To conclude I must submit a rather necessary caveat: Both the Aristotelian [10] “[j]ust as, therefore, in the other mimetic arts a unitary mimesis has a unitary object, so too the plot, since it is the mimesis of an action, should be of a unitary and indeed whole action” (χρὴ οὖν, καθάπερ καὶ ἐν ταῖς ἄλλαις μιμητικαῖς ἡ μία μίμησις ἑνός ἐστιν, οὕτω καὶ τὸν μῦθον, ἐπεὶ πράξεως μίμησίς ἐστι, μιᾶς τε εἶναι καὶ ταύτης ὅλης) and the Horatian [11] simplex dumtaxat et unum refer to a final totality, which does not deny aesthetic value to the parts of any artifact, but describes “how the poet produces a work (and the reader reads a work) in which intratextual activity of the parts makes it a text—makes it readable.” [12] Completeness is culturally determined. In fact, we—as modern readers—often interpret totality as a form of compacted wholeness, where the parts are subordinated to the totum. It is our Aristotelian and post-Aristotelian concept of totality that makes us complain when details do not fit into the whole the way we want them to. Homeric epic aims otherwise. Being both centripetal and centrifugal at the same time, the Iliad exploits the embarrassingly annoying non sequitur of Helen’s idiosyncratic autobiographical trivia not by simply determining poetic debt, but by reshuffling the cards and indulging in a meta-traditional comment. It thus aims for a different kind of totality, one that encompasses other rival traditions and defines its own voice meta-traditionally, i.e. by retrieving fragmented connotations from the Odyssean intertext only to distort and, subsequently, to reconstruct it.

State of the Problem

Textual Games

In Iliad XXIV 765–766, while uttering her γόος for Hector, Helen turns the focus on herself, who has been absent from her fatherland for a long time:

ἤδη γὰρ νῦν μοι τόδ᾿ ἐεικοστὸν ἔτος ἐστίν
ἐξ οὗ κεῖθεν ἔβην καὶ ἐμῆς ἀπελήλυθα πάτρης

And here now is the twentieth year upon me since I came
from the place where I was, forsaking the land of my fathers.

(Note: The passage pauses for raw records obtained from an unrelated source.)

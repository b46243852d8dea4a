//! Raw symbol-table output to symbol sets.
//!
//! Input is the line-oriented text printed by an `nm`-compatible tool:
//!
//! ```text
//!                  U printk                      (--undefined-only)
//! ffffffff82a0c2d8 r __ksymtab_printk            (--defined-only)
//! ```

use crate::error::MalformedLine;
use crate::symbol::SymbolSet;

/// Marker that identifies an export-table entry in defined-symbol output.
pub const EXPORT_MARKER: &str = " __ksymtab_";

/// Type codes `nm --undefined-only` prints for unresolved references.
const UNDEFINED_TYPES: &[&str] = &["U", "w", "v"];

/// Extract required symbols from undefined-only output.
///
/// A line qualifies when its first field is an undefined type code; the
/// symbol is the second field. Anything else (blank lines, per-object
/// headers such as `foo.o:`) is ignored. A qualifying line without exactly
/// one name after the type code is malformed.
pub fn extract_undefined<I, S>(lines: I) -> Result<SymbolSet, MalformedLine>
where
    I: IntoIterator<Item = S>,
    S: AsRef<str>,
{
    let mut out = SymbolSet::new();
    for (idx, line) in lines.into_iter().enumerate() {
        let line = line.as_ref();
        let mut fields = line.split_whitespace();
        let Some(kind) = fields.next() else {
            continue;
        };
        if !UNDEFINED_TYPES.contains(&kind) {
            continue;
        }
        match (fields.next(), fields.next()) {
            (Some(name), None) => {
                out.insert(name.to_string());
            }
            _ => return Err(malformed(idx, line)),
        }
    }
    Ok(out)
}

/// Extract exported symbols from defined-only output.
///
/// Only lines containing [`EXPORT_MARKER`] qualify; the symbol is the rest of
/// the line after the marker. Other defined symbols are skipped. A marker
/// with nothing (or whitespace-separated junk) after it is malformed.
pub fn extract_exported<I, S>(lines: I) -> Result<SymbolSet, MalformedLine>
where
    I: IntoIterator<Item = S>,
    S: AsRef<str>,
{
    let mut out = SymbolSet::new();
    for (idx, line) in lines.into_iter().enumerate() {
        let line = line.as_ref();
        let Some(pos) = line.find(EXPORT_MARKER) else {
            continue;
        };
        let name = line[pos + EXPORT_MARKER.len()..].trim_end();
        if name.is_empty() || name.contains(char::is_whitespace) {
            return Err(malformed(idx, line));
        }
        out.insert(name.to_string());
    }
    Ok(out)
}

fn malformed(idx: usize, line: &str) -> MalformedLine {
    MalformedLine {
        line_number: idx + 1,
        line: line.to_string(),
    }
}

#[cfg(test)]
mod tests {
    use super::*;

    fn set(names: &[&str]) -> SymbolSet {
        names.iter().map(|s| s.to_string()).collect()
    }

    #[test]
    fn undefined_takes_name_after_type_code() {
        let got = extract_undefined(["                 U my_symbol"]).unwrap();
        assert_eq!(got, set(&["my_symbol"]));
    }

    #[test]
    fn undefined_accepts_weak_references_and_skips_noise() {
        let raw = "\nfoo.o:\n                 U printk\n                 w __weak_hook\n                 U printk\n";
        let got = extract_undefined(raw.lines()).unwrap();
        assert_eq!(got, set(&["printk", "__weak_hook"]));
    }

    #[test]
    fn undefined_rejects_extra_fields() {
        let err = extract_undefined(["                 U", "                 U a b"]).unwrap_err();
        assert_eq!(err.line_number, 1);

        let err = extract_undefined(["                 U a b"]).unwrap_err();
        assert_eq!(err.line, "                 U a b");
    }

    #[test]
    fn exported_strips_marker() {
        let got = extract_exported(["ffffffff82a0c2d8 r __ksymtab_bar"]).unwrap();
        assert_eq!(got, set(&["bar"]));
    }

    #[test]
    fn exported_skips_lines_without_marker() {
        let raw = [
            "ffffffff81000000 T _text",
            "ffffffff82a0c2d8 r __ksymtab_bar",
            "ffffffff82b00000 r __kstrtab_bar",
            "ffffffff82a0c2e0 r __ksymtab_gpl_only\r",
        ];
        let got = extract_exported(raw).unwrap();
        assert_eq!(got, set(&["bar", "gpl_only"]));
        assert!(extract_exported(["ffffffff81000000 T _text"]).unwrap().is_empty());
    }

    #[test]
    fn exported_rejects_empty_name() {
        let raw = ["ffffffff82a0c2d8 r __ksymtab_ok", "ffffffff82a0c2d8 r __ksymtab_   "];
        let err = extract_exported(raw).unwrap_err();
        assert_eq!(err.line_number, 2);
    }

    #[test]
    fn exported_rejects_embedded_whitespace() {
        assert!(extract_exported(["0 r __ksymtab_a b"]).is_err());
    }

    #[test]
    fn marker_requires_leading_space() {
        // Part of a longer identifier, not an export-table entry.
        let got = extract_exported(["0 t my__ksymtab_thing"]).unwrap();
        assert!(got.is_empty());
    }
}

In Odyssey xix 222–223, Odysseus disguised as a beggar tells Penelope a false story about his meeting with “the real Odysseus,” who is, of course, the fictive creation of Odysseus the storyteller:

εἰπέμεν· ἤδη γάρ οἱ ἐεικοστὸν ἔτος ἐστίν
ἐξ οὗ κεῖθεν ἔβη καὶ ἐμῆς ἀπελήλυθε πάτρης·
222 τόδ᾿ P 99/ P.S.I. 979: οἱ sive μοι sive τοι sive μιν Ω

“[It is difficult for me] to speak [after parting so long ago];
and it is twenty years since he left my country.”


The textual tradition shows some interesting variants. A single papyrus offers the reading τόδ᾿ that has been adopted by von der Mühll’s text. [
30] Van Thiel prints οἱ, [31] which seems to be supported by Iliad XXIV 765 (see above) and Odyssey xxiv 309–310:

αὐτὰρ Ὀδυσσῆϊ τόδε δὴ πέμπτον ἔτος ἐστίν,
ἐξ οὗ κεῖθεν ἔβη καὶ ἐμῆς ἀπελήλυθε πάτρης

As for Odysseus, it is five years since he bade me farewell and left my country.


The manuscript family Ω (omnes codices) offers three dative readings (οἱ, μοι, τοι) and one accusative (μιν). It seems that we are dealing here with two separate strands in the textual tradition: (a) that offering the dative singular and accusative readings and (b) the P 99/ P.S.I. 979 reading τόδ᾿ which is consonant with the textually “safer” passages in Iliad XXIV 765 and Odyssey xxiv 309.

This line of interpretation shows how easily the two distantly located passages in Iliad XXIV 765–766 and Odyssey xix 222–223 could be linked through diction and theme.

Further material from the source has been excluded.